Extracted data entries

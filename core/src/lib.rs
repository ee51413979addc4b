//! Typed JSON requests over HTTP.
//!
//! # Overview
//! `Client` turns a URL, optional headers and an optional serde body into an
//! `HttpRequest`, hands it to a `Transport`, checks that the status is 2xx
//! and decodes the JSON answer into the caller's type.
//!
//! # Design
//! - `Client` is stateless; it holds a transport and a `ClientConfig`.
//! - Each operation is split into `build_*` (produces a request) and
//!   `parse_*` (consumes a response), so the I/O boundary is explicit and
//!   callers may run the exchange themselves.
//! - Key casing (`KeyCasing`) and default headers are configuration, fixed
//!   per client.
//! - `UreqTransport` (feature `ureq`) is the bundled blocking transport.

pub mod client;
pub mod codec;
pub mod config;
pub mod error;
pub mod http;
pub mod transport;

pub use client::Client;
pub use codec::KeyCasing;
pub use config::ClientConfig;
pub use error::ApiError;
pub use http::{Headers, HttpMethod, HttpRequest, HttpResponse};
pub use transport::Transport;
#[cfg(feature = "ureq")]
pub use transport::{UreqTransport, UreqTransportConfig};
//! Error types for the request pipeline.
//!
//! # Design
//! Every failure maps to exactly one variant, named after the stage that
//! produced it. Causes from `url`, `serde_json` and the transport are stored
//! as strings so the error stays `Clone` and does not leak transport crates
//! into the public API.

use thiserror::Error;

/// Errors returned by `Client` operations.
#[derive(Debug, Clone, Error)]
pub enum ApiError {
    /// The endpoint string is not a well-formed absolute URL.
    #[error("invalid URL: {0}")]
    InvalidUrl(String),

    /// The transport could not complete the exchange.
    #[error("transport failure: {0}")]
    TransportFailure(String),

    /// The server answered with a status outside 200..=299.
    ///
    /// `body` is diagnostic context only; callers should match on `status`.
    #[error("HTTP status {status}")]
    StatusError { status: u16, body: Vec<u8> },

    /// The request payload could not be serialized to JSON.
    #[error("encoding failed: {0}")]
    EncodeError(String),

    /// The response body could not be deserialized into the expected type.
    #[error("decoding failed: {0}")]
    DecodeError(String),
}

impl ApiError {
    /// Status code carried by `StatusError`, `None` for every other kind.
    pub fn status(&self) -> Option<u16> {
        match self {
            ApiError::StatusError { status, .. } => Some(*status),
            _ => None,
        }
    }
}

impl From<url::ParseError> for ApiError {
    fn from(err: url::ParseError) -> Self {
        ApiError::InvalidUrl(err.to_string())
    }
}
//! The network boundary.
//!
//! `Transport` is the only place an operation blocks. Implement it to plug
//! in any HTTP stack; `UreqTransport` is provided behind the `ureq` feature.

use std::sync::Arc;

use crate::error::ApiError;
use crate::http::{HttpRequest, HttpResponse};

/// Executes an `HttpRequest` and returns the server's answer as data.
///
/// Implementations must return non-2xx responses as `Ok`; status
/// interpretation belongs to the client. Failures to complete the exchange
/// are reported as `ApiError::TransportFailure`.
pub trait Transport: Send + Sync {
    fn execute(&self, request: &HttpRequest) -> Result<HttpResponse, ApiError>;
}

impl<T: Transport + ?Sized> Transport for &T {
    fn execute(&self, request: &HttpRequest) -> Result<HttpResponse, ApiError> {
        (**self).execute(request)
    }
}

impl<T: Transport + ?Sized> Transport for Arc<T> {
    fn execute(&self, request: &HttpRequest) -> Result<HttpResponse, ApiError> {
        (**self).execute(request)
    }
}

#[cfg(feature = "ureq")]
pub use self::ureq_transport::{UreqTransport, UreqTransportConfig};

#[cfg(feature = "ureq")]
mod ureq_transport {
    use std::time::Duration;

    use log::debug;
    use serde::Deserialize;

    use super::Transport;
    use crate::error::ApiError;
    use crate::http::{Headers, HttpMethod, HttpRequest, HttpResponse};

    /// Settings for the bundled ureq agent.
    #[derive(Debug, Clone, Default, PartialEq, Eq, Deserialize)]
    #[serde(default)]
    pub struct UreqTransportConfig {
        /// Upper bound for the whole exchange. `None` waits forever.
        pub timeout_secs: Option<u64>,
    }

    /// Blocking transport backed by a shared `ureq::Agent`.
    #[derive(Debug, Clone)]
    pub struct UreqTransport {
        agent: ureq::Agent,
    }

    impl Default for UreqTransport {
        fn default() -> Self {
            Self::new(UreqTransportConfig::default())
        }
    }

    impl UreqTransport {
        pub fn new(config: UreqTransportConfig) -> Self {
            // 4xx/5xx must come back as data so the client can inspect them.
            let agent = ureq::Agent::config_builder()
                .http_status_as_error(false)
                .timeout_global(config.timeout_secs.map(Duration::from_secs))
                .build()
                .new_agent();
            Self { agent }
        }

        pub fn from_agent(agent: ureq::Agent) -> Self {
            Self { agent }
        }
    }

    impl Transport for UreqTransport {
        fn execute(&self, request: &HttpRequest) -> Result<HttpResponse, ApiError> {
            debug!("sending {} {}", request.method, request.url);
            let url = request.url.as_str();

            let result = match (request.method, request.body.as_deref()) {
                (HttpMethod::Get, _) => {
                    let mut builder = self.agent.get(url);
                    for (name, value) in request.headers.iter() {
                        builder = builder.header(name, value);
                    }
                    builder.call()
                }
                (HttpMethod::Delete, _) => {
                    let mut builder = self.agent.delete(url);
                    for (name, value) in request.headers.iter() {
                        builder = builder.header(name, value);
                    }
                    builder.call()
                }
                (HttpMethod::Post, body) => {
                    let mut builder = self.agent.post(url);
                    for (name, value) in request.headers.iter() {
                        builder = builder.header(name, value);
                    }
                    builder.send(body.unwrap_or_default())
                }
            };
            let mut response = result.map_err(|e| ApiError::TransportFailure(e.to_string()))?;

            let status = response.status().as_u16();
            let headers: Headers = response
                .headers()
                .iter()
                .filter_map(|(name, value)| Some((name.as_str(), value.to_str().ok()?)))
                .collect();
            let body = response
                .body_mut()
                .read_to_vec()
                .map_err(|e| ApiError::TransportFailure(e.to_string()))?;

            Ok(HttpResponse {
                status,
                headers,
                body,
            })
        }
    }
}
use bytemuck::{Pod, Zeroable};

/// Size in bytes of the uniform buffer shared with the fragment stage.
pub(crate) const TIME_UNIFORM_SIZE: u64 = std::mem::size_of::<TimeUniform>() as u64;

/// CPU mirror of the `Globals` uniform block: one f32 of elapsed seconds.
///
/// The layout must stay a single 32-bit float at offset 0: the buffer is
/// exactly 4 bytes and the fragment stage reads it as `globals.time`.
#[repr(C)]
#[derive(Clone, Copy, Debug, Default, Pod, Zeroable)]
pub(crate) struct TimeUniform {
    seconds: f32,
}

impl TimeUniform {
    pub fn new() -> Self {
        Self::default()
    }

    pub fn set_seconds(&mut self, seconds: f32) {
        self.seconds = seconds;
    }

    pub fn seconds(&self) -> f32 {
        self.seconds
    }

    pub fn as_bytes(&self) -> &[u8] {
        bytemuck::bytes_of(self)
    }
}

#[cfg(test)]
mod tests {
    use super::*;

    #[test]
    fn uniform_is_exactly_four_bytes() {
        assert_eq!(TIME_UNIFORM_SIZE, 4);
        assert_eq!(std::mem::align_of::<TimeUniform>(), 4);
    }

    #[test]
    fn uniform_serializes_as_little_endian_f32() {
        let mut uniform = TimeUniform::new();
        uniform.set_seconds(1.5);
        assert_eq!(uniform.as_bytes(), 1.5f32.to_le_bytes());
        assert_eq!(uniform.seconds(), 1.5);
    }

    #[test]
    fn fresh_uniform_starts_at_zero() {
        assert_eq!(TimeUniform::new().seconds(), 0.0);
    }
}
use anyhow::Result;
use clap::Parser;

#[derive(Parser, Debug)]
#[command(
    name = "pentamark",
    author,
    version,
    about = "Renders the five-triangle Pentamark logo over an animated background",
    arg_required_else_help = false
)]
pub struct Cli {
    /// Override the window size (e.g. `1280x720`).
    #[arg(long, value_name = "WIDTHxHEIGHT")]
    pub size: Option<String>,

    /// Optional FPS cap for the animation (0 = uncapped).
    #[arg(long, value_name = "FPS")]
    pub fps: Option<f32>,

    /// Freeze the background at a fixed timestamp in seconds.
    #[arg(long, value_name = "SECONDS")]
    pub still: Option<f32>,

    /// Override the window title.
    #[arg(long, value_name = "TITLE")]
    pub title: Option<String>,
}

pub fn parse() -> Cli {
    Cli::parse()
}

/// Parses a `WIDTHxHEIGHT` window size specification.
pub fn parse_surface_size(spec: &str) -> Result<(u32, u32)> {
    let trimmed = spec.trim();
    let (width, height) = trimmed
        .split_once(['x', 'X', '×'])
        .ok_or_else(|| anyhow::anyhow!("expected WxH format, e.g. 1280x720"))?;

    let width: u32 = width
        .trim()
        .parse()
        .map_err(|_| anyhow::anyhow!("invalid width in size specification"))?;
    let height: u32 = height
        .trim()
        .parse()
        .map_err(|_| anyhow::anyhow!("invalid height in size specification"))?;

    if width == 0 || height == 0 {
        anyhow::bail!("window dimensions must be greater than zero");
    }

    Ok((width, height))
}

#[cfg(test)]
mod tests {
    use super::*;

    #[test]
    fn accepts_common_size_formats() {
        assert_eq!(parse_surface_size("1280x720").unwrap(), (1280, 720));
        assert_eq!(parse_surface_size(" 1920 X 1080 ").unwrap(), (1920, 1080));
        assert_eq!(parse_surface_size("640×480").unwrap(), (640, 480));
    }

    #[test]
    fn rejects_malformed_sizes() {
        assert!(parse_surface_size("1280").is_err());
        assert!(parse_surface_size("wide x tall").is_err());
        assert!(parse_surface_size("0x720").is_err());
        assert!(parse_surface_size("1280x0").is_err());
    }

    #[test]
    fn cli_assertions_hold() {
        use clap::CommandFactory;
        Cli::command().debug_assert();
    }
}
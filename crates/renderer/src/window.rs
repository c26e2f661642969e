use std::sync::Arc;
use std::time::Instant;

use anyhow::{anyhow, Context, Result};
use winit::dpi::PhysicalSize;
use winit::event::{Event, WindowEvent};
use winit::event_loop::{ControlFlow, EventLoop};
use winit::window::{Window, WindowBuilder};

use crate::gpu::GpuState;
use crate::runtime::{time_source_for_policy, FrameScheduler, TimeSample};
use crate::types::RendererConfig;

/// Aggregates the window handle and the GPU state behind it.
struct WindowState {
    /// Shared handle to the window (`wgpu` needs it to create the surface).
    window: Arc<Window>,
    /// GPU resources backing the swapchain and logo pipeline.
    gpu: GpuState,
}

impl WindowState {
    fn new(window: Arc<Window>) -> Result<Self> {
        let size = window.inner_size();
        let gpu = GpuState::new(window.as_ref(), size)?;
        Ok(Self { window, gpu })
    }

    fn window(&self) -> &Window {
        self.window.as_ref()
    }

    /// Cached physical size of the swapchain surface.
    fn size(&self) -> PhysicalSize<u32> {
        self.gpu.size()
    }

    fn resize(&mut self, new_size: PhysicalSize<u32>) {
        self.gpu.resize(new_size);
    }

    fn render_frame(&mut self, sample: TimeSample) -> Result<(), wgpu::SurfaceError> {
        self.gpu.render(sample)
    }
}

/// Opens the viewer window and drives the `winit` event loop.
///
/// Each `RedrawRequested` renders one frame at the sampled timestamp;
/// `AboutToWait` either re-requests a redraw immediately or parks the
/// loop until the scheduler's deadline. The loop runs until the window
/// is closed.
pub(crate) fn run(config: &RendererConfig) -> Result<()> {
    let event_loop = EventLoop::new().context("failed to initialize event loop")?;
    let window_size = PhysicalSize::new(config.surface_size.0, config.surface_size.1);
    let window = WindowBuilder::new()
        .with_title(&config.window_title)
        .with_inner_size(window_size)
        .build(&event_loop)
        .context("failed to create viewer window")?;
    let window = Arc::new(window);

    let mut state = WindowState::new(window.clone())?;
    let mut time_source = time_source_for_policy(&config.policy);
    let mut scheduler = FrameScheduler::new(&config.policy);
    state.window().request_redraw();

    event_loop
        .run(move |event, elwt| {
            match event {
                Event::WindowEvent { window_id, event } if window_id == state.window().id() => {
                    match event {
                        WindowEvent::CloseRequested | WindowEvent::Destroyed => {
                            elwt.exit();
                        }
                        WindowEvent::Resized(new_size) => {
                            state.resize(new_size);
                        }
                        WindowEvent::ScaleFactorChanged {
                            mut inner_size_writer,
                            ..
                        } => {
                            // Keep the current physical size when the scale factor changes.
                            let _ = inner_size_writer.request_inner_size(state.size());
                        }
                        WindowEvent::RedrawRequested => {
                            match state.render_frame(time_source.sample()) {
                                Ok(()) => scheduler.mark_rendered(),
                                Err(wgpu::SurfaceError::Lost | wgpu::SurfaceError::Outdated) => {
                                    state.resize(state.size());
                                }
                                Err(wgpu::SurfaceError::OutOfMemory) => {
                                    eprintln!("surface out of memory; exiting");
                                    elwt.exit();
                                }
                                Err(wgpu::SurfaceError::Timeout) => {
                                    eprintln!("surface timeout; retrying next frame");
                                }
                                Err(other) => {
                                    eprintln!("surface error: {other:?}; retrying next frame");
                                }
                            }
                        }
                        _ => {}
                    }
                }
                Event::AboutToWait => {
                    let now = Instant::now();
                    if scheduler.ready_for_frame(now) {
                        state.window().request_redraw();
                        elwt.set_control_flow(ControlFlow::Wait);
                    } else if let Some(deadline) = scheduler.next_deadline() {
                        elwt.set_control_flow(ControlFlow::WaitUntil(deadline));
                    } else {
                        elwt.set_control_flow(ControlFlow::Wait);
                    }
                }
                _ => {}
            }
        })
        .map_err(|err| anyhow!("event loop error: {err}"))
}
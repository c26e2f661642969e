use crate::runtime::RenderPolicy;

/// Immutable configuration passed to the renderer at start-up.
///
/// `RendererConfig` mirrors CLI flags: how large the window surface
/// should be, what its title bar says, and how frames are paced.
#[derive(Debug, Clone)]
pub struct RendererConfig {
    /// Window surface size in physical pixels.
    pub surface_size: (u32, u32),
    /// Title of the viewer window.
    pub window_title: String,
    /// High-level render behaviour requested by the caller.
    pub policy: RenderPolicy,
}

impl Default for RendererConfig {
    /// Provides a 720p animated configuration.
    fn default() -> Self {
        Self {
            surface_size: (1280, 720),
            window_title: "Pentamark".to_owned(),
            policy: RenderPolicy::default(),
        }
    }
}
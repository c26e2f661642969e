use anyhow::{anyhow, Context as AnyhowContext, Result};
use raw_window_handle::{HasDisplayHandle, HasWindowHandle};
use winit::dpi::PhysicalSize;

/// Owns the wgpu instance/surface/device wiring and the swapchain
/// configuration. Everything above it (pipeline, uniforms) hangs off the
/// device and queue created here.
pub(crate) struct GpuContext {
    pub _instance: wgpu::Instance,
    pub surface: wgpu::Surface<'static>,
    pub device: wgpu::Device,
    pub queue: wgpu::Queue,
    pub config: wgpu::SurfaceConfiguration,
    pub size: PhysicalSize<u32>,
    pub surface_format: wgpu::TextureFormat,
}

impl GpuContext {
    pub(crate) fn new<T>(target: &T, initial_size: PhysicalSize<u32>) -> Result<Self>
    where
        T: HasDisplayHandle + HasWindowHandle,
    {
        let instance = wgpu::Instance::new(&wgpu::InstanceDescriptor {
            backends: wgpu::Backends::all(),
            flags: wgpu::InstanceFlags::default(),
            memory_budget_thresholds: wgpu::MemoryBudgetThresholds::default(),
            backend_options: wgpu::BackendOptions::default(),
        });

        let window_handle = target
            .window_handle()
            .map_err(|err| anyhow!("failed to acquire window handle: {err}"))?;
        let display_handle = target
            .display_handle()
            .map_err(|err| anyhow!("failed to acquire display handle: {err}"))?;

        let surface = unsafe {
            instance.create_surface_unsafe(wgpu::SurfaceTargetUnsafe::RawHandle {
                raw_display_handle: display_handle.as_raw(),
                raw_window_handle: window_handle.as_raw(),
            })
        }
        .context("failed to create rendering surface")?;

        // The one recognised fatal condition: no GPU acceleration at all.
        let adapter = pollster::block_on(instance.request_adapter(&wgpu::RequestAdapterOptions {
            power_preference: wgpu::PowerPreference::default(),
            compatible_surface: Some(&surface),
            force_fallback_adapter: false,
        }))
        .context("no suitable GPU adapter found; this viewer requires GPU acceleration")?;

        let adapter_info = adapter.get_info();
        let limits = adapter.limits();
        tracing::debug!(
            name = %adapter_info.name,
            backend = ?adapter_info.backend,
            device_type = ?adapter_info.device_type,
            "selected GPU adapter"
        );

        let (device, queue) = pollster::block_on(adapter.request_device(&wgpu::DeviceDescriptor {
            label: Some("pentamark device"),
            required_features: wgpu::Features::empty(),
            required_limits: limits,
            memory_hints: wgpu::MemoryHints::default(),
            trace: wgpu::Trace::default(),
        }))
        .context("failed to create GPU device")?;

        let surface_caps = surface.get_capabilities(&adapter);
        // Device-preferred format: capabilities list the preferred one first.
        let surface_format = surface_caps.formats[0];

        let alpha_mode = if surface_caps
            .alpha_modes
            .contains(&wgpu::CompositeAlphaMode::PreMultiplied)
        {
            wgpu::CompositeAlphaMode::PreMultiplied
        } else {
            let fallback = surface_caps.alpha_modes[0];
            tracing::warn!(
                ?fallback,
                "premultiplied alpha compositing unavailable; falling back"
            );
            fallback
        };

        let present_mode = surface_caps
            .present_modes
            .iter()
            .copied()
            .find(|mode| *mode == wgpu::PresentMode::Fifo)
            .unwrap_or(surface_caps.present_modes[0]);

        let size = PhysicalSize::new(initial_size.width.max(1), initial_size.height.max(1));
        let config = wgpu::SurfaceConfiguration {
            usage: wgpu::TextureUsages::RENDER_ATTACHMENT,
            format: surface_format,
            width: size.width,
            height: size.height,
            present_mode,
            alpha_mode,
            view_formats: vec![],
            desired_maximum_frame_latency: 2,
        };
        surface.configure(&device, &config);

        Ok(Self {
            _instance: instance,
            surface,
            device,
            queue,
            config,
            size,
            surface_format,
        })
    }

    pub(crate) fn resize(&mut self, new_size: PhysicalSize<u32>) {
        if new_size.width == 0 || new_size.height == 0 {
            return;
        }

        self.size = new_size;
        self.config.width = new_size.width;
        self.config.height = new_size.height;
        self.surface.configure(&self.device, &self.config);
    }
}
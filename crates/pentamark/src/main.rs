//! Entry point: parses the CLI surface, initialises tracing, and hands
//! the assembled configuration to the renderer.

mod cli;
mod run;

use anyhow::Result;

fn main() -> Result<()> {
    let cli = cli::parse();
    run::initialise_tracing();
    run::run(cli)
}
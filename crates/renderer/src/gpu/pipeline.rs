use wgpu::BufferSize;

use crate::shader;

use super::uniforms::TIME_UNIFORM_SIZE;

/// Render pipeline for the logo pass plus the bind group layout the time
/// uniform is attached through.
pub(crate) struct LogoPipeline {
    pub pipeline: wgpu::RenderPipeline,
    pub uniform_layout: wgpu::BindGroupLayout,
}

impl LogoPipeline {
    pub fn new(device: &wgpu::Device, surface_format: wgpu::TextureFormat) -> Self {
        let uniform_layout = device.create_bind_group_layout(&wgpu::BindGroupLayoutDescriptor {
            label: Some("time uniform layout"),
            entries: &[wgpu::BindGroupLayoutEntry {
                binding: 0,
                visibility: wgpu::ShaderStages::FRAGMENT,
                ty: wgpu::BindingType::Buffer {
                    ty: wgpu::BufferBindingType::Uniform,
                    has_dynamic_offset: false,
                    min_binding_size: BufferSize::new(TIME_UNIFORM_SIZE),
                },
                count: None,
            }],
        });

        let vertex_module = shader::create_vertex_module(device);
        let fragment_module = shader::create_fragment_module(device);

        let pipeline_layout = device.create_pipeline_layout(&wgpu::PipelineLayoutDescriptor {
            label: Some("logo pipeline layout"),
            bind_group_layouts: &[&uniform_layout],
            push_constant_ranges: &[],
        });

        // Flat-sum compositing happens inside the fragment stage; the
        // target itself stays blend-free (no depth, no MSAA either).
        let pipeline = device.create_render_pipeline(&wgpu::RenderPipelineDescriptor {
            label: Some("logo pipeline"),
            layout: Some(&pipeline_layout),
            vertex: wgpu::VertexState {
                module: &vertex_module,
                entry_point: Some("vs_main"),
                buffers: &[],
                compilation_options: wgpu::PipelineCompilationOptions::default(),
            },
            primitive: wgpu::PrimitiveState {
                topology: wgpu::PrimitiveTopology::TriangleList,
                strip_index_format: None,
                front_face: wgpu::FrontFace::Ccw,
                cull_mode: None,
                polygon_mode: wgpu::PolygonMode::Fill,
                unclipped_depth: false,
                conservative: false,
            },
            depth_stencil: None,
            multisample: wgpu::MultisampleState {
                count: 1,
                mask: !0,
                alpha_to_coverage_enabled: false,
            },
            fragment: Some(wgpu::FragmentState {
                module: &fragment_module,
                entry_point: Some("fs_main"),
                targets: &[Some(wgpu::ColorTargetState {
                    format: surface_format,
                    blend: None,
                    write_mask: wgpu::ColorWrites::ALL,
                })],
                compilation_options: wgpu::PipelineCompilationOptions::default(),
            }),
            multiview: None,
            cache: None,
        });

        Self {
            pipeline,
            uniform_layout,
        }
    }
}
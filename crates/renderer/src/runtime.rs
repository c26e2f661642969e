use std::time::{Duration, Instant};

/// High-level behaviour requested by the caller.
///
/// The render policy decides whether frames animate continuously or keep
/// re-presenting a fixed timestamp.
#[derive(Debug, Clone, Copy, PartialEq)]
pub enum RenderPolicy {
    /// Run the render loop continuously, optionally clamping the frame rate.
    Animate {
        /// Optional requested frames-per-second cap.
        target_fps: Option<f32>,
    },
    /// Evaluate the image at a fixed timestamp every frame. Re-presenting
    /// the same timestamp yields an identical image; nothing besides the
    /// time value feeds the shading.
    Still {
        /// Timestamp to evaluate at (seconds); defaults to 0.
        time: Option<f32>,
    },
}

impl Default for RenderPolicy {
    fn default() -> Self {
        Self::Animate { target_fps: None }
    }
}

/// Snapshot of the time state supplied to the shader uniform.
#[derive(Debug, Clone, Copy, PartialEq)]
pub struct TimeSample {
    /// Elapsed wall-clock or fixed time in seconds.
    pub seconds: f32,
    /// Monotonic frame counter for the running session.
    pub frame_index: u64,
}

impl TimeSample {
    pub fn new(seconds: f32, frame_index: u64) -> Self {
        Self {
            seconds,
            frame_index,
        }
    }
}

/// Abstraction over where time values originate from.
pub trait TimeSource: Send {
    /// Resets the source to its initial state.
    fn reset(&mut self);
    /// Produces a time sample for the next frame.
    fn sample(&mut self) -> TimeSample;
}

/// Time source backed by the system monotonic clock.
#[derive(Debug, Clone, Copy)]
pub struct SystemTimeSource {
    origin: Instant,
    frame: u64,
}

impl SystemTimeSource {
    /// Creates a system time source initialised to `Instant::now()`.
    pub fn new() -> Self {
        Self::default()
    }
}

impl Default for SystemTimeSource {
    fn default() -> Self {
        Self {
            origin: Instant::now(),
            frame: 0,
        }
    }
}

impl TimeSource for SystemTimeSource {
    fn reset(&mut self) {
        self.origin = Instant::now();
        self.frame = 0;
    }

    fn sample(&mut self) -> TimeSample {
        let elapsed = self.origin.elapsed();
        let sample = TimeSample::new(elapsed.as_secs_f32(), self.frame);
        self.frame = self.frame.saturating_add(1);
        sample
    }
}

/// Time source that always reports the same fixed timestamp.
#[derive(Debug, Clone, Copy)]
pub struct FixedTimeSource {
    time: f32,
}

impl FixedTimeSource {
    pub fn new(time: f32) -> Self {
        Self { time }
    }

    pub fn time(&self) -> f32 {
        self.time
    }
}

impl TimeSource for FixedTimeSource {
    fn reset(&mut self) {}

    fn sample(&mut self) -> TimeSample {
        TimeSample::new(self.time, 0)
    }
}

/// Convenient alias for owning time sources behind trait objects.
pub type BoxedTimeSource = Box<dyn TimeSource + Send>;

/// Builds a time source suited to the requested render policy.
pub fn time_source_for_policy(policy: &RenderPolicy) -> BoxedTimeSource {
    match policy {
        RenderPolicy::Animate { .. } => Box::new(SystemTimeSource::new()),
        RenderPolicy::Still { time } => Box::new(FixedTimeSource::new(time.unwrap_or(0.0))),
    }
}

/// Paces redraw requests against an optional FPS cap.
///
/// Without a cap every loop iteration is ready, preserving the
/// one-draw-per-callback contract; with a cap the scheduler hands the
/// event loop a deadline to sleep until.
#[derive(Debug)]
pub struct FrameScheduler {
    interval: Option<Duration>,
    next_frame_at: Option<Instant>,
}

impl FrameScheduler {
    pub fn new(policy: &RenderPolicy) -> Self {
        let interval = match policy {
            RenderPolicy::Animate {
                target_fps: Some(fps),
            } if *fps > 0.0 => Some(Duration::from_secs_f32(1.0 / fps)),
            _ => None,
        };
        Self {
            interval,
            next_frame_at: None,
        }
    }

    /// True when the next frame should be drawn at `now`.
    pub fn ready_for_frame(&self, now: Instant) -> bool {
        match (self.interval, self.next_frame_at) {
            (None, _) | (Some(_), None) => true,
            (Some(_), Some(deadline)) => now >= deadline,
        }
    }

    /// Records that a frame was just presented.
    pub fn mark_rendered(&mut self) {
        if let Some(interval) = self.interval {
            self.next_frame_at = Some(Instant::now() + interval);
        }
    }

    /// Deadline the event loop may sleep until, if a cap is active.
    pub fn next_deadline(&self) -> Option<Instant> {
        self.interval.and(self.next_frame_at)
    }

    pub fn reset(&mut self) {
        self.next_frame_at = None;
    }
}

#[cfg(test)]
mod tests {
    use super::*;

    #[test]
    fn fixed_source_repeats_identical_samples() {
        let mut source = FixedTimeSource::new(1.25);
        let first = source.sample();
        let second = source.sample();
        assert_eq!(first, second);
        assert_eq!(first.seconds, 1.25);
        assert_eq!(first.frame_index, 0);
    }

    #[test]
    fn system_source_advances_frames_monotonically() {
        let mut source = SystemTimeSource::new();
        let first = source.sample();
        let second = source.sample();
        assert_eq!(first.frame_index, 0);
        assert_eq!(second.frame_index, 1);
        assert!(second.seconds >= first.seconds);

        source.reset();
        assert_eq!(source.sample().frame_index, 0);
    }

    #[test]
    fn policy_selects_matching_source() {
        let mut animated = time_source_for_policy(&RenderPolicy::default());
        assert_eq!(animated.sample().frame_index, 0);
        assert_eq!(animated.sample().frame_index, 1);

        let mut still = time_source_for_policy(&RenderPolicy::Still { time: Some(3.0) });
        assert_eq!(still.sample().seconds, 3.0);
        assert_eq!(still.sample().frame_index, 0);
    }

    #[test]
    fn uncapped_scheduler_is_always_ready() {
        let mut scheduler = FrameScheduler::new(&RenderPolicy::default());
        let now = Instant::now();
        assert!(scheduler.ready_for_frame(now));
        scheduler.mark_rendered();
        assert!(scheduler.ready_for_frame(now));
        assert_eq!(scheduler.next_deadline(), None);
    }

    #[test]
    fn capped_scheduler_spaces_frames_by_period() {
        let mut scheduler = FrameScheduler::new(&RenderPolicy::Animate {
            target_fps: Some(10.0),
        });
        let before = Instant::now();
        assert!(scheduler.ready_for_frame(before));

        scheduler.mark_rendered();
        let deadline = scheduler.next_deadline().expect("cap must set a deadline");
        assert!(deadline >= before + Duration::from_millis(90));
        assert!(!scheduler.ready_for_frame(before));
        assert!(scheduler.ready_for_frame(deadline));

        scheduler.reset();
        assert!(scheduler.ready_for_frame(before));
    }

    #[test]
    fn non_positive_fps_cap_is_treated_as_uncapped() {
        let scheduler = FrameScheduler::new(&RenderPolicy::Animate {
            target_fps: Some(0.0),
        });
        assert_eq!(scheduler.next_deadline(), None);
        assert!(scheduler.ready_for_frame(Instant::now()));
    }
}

Work item: How many lines of the entries above hold the string "filename"? Reply with the number alone.

Answer for the task: 5